MSNBC column on ‘insidious’ homeschooling reads like a conspiracy theory

An associate professor at the University of Pennsylvania for the Department of Religious Studies took a break from her broader attacks against evangelicals as racists to deliver a screed on their “extreme beliefs” and claimed the push for homeschool education is a covert attempt at segregation and, ultimately, aimed at “dismantling the public education system.”

Dr. Anthea Butler, author of “White Evangelical Racism: The Politics of Morality in America,” recently wrote an op-ed for MSNBC titled “How the conservative Christian right is hijacking homeschooling” in which she took particular aim at actor Kirk Cameron.

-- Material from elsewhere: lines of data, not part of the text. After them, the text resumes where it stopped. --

pub mod handlers;
pub mod search;
pub mod session;
pub mod time_serde;
pub mod turn;

use std::{future::Future, pin::Pin, sync::Arc};

use serde_json::Value;
use uuid::Uuid;

use aisle_config::{Config, EmbeddingProviderConfig, LlmProviderConfig};
use aisle_domain::{FilterSet, IntentType, Product, Vocabulary};
use aisle_providers::{embedding, parser, parser::ParsedHints};

pub use handlers::{HandlerResult, StaticTopic};
pub use search::{CascadingSearch, SearchOutcome};
pub use session::SessionStore;
pub use turn::TurnOutcome;

pub type ServiceResult<T> = Result<T, ServiceError>;

pub type BoxFuture<'a, T> = Pin<Box<dyn Future<Output = T> + Send + 'a>>;

#[derive(Debug, thiserror::Error)]
pub enum ServiceError {
	#[error("Session {session_id} is already processing a turn.")]
	SessionBusy { session_id: Uuid },
	#[error("Invalid request: {message}")]
	InvalidRequest { message: String },
}

/// External vector/product index. Eventually consistent; may return fewer
/// than `top_k` items.
pub trait ProductIndex
where
	Self: Send + Sync,
{
	fn query<'a>(
		&'a self,
		filters: &'a FilterSet,
		top_k: u32,
	) -> BoxFuture<'a, color_eyre::Result<Vec<ScoredProduct>>>;

	/// Direct SKU lookup, bypassing filter search entirely.
	fn lookup_sku<'a>(&'a self, sku: &'a str)
	-> BoxFuture<'a, color_eyre::Result<Option<Product>>>;
}

pub trait QueryParser
where
	Self: Send + Sync,
{
	fn parse<'a>(
		&'a self,
		cfg: &'a LlmProviderConfig,
		utterance: &'a str,
		vocabulary_digest: &'a Value,
	) -> BoxFuture<'a, color_eyre::Result<ParsedHints>>;
}

pub trait EmbeddingProvider
where
	Self: Send + Sync,
{
	fn embed<'a>(
		&'a self,
		cfg: &'a EmbeddingProviderConfig,
		texts: &'a [String],
	) -> BoxFuture<'a, color_eyre::Result<Vec<Vec<f32>>>>;
}

/// Fire-and-forget conversation logging; a failed append never fails the
/// turn.
pub trait ConversationLogger
where
	Self: Send + Sync,
{
	fn append<'a>(&'a self, record: &'a LogRecord) -> BoxFuture<'a, color_eyre::Result<()>>;
}

#[derive(Clone, Debug, PartialEq, serde::Deserialize, serde::Serialize)]
pub struct ScoredProduct {
	pub product: Product,
	pub score: f32,
}

#[derive(Clone, Copy, Debug, Eq, PartialEq, serde::Deserialize, serde::Serialize)]
#[serde(rename_all = "snake_case")]
pub enum MatchOutcome {
	Matched,
	/// Matched only after one or more relaxation steps.
	Relaxed,
	NoMatch,
	/// The turn never ran a search (greeting, farewell, blocked topic).
	NotSearched,
}

#[derive(Clone, Debug, serde::Deserialize, serde::Serialize)]
pub struct LogRecord {
	#[serde(with = "crate::time_serde")]
	pub timestamp: time::OffsetDateTime,
	pub session_id: Uuid,
	pub utterance: String,
	pub intent: IntentType,
	pub filters: FilterSet,
	pub shown_skus: Vec<String>,
	pub outcome: MatchOutcome,
}

#[derive(Clone)]
pub struct Collaborators {
	pub index: Arc<dyn ProductIndex>,
	pub parser: Arc<dyn QueryParser>,
	pub embedding: Arc<dyn EmbeddingProvider>,
	pub logger: Arc<dyn ConversationLogger>,
}

impl Collaborators {
	pub fn new(
		index: Arc<dyn ProductIndex>,
		parser: Arc<dyn QueryParser>,
		embedding: Arc<dyn EmbeddingProvider>,
		logger: Arc<dyn ConversationLogger>,
	) -> Self {
		Self { index, parser, embedding, logger }
	}
}

struct DefaultProviders;

impl QueryParser for DefaultProviders {
	fn parse<'a>(
		&'a self,
		cfg: &'a LlmProviderConfig,
		utterance: &'a str,
		vocabulary_digest: &'a Value,
	) -> BoxFuture<'a, color_eyre::Result<ParsedHints>> {
		Box::pin(parser::parse(cfg, utterance, vocabulary_digest))
	}
}

impl EmbeddingProvider for DefaultProviders {
	fn embed<'a>(
		&'a self,
		cfg: &'a EmbeddingProviderConfig,
		texts: &'a [String],
	) -> BoxFuture<'a, color_eyre::Result<Vec<Vec<f32>>>> {
		Box::pin(embedding::embed(cfg, texts))
	}
}

/// Swallows records. Used when the conversation log feature is off.
pub struct NullLogger;

impl ConversationLogger for NullLogger {
	fn append<'a>(&'a self, _record: &'a LogRecord) -> BoxFuture<'a, color_eyre::Result<()>> {
		Box::pin(async { Ok(()) })
	}
}

pub struct AisleService {
	pub cfg: Config,
	pub vocab: Arc<Vocabulary>,
	pub collaborators: Collaborators,
	pub sessions: SessionStore,
}

impl AisleService {
	pub fn new(cfg: Config, vocab: Arc<Vocabulary>, index: Arc<dyn ProductIndex>) -> Self {
		let provider = Arc::new(DefaultProviders);
		let collaborators =
			Collaborators::new(index, provider.clone(), provider, Arc::new(NullLogger));

		Self::with_collaborators(cfg, vocab, collaborators)
	}

	pub fn with_collaborators(
		cfg: Config,
		vocab: Arc<Vocabulary>,
		collaborators: Collaborators,
	) -> Self {
		let sessions = SessionStore::new(cfg.service.session_queue_depth);

		Self { cfg, vocab, collaborators, sessions }
	}
}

In her piece, she references his upcoming documentary “The Homeschool Awakening” and called it “another salvo in the ongoing evangelical war against public schools.”

Butler writes, “‘Public education has become public enemy No. 1,’ the actor Kirk Cameron opines in a promotion for ‘The Homeschool Awakening,’ his documentary scheduled to hit theaters in June,” before noting his expressed views that the pandemic offered a unique lens for parents into the curriculum of government-run schools that further justifies homeschooling.

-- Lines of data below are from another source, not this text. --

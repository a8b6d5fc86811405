use serde::{Deserialize, Serialize};

/// Closed set of per-turn meanings. Exactly one is resolved per utterance;
/// `OutOfScope` is the total fallback, never an error.
#[derive(Clone, Copy, Debug, Deserialize, Eq, PartialEq, Serialize)]
#[serde(rename_all = "snake_case")]
pub enum IntentType {
	Greeting,
	Farewell,
	NewSearch,
	FeatureSearchAccept,
	ExplicitSku,
	SetupGuidance,
	SetupFollowup,
	MultiFollowup,
	SingleFollowup,
	WarrantyQuestion,
	PricingQuestion,
	ImpossibleProduct,
	OutOfScope,
}

impl IntentType {
	pub fn as_str(self) -> &'static str {
		match self {
			Self::Greeting => "greeting",
			Self::Farewell => "farewell",
			Self::NewSearch => "new_search",
			Self::FeatureSearchAccept => "feature_search_accept",
			Self::ExplicitSku => "explicit_sku",
			Self::SetupGuidance => "setup_guidance",
			Self::SetupFollowup => "setup_followup",
			Self::MultiFollowup => "multi_followup",
			Self::SingleFollowup => "single_followup",
			Self::WarrantyQuestion => "warranty_question",
			Self::PricingQuestion => "pricing_question",
			Self::ImpossibleProduct => "impossible_product",
			Self::OutOfScope => "out_of_scope",
		}
	}
}

impl std::fmt::Display for IntentType {
	fn fmt(&self, f: &mut std::fmt::Formatter<'_>) -> std::fmt::Result {
		f.write_str(self.as_str())
	}
}

#[derive(Clone, Debug, Deserialize, PartialEq, Serialize)]
pub struct Intent {
	pub kind: IntentType,
	/// Canonical SKU when the utterance named one.
	pub sku: Option<String>,
	/// The turn refines carried filters instead of starting over.
	pub refinement: bool,
	/// Install/troubleshooting ask that the assistant redirects.
	pub blocked: bool,
}

impl Intent {
	pub fn of(kind: IntentType) -> Self {
		Self { kind, sku: None, refinement: false, blocked: false }
	}

	pub fn with_sku(kind: IntentType, sku: impl Into<String>) -> Self {
		Self { kind, sku: Some(sku.into()), refinement: false, blocked: false }
	}

	pub fn refinement(kind: IntentType) -> Self {
		Self { kind, sku: None, refinement: true, blocked: false }
	}

	pub fn blocked() -> Self {
		Self { kind: IntentType::OutOfScope, sku: None, refinement: false, blocked: true }
	}
}
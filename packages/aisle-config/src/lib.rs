mod error;
mod types;

pub use error::{Error, Result};
pub use types::{
	Catalog, Config, EmbeddingProviderConfig, Features, LlmProviderConfig, Providers, Search,
	Service,
};

use std::{fs, path::Path};

pub fn load(path: &Path) -> Result<Config> {
	let raw = fs::read_to_string(path)
		.map_err(|err| Error::ReadConfig { path: path.to_path_buf(), source: err })?;

	let cfg: Config = toml::from_str(&raw)
		.map_err(|err| Error::ParseConfig { path: path.to_path_buf(), source: err })?;

	validate(&cfg)?;

	Ok(cfg)
}

pub fn validate(cfg: &Config) -> Result<()> {
	if !matches!(cfg.service.log_level.as_str(), "trace" | "debug" | "info" | "warn" | "error") {
		return Err(Error::Validation {
			message: "service.log_level must be one of trace, debug, info, warn, or error."
				.to_string(),
		});
	}
	if cfg.service.session_queue_depth == 0 {
		return Err(Error::Validation {
			message: "service.session_queue_depth must be greater than zero.".to_string(),
		});
	}
	if cfg.catalog.vocabulary_path.as_os_str().is_empty() {
		return Err(Error::Validation {
			message: "catalog.vocabulary_path must be non-empty.".to_string(),
		});
	}
	if cfg.catalog.products_path.as_os_str().is_empty() {
		return Err(Error::Validation {
			message: "catalog.products_path must be non-empty.".to_string(),
		});
	}
	if cfg.search.top_k == 0 {
		return Err(Error::Validation {
			message: "search.top_k must be greater than zero.".to_string(),
		});
	}
	if cfg.search.min_results == 0 {
		return Err(Error::Validation {
			message: "search.min_results must be greater than zero.".to_string(),
		});
	}
	if cfg.search.min_results > cfg.search.top_k {
		return Err(Error::Validation {
			message: "search.min_results must not exceed search.top_k.".to_string(),
		});
	}
	if cfg.search.retry_attempts == 0 {
		return Err(Error::Validation {
			message: "search.retry_attempts must be greater than zero.".to_string(),
		});
	}
	if cfg.providers.embedding.dimensions == 0 {
		return Err(Error::Validation {
			message: "providers.embedding.dimensions must be greater than zero.".to_string(),
		});
	}
	if cfg.providers.embedding.timeout_ms == 0 || cfg.providers.query_parser.timeout_ms == 0 {
		return Err(Error::Validation {
			message: "provider timeout_ms must be greater than zero.".to_string(),
		});
	}
	if cfg.features.llm_parser && cfg.providers.query_parser.api_key.trim().is_empty() {
		return Err(Error::Validation {
			message: "providers.query_parser.api_key must be non-empty when features.llm_parser is enabled."
				.to_string(),
		});
	}
	if cfg.features.semantic_ranking && cfg.providers.embedding.api_key.trim().is_empty() {
		return Err(Error::Validation {
			message: "providers.embedding.api_key must be non-empty when features.semantic_ranking is enabled."
				.to_string(),
		});
	}

	Ok(())
}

“However, as Cameron’s quote indicates, this latest project of conservative evangelical education is another salvo in the ongoing evangelical war against public schools,” Butler claimed. “It should come as no surprise that evangelicals, fundamentalists and other religious conservatives have fought against public education since the U.S. Supreme Court’s 1954 decision in Brown v. Board of Education.”

“The prospect of integrated schools led to the creation of many ‘segregation academies,’ private schools designed to keep African American children and undesirable immigrant groups away from white children,” she went on. “But there was another, more insidious way to circumvent integration: homeschooling.”

Butler ignores Cameron’s position that “we’ve been made grossly aware of the inaccurate and the immoral things that the public school system has been teaching our children and our grandchildren” and his acknowledgment that, “Whoever’s shaping the hearts and minds and souls of our children will determine whether or not we live in a free country,” to pounce on a Critical Race Theory inspired supposition of inherent racism.

With the banner on her website promoting the secular ideology that “People have to be made to understand that they cannot look for salvation anywhere but to themselves,” from activist Ella Baker, Butler goes on to draft a revisionist history of the education system dismissing any form of tutelage that took place prior to the 1960s.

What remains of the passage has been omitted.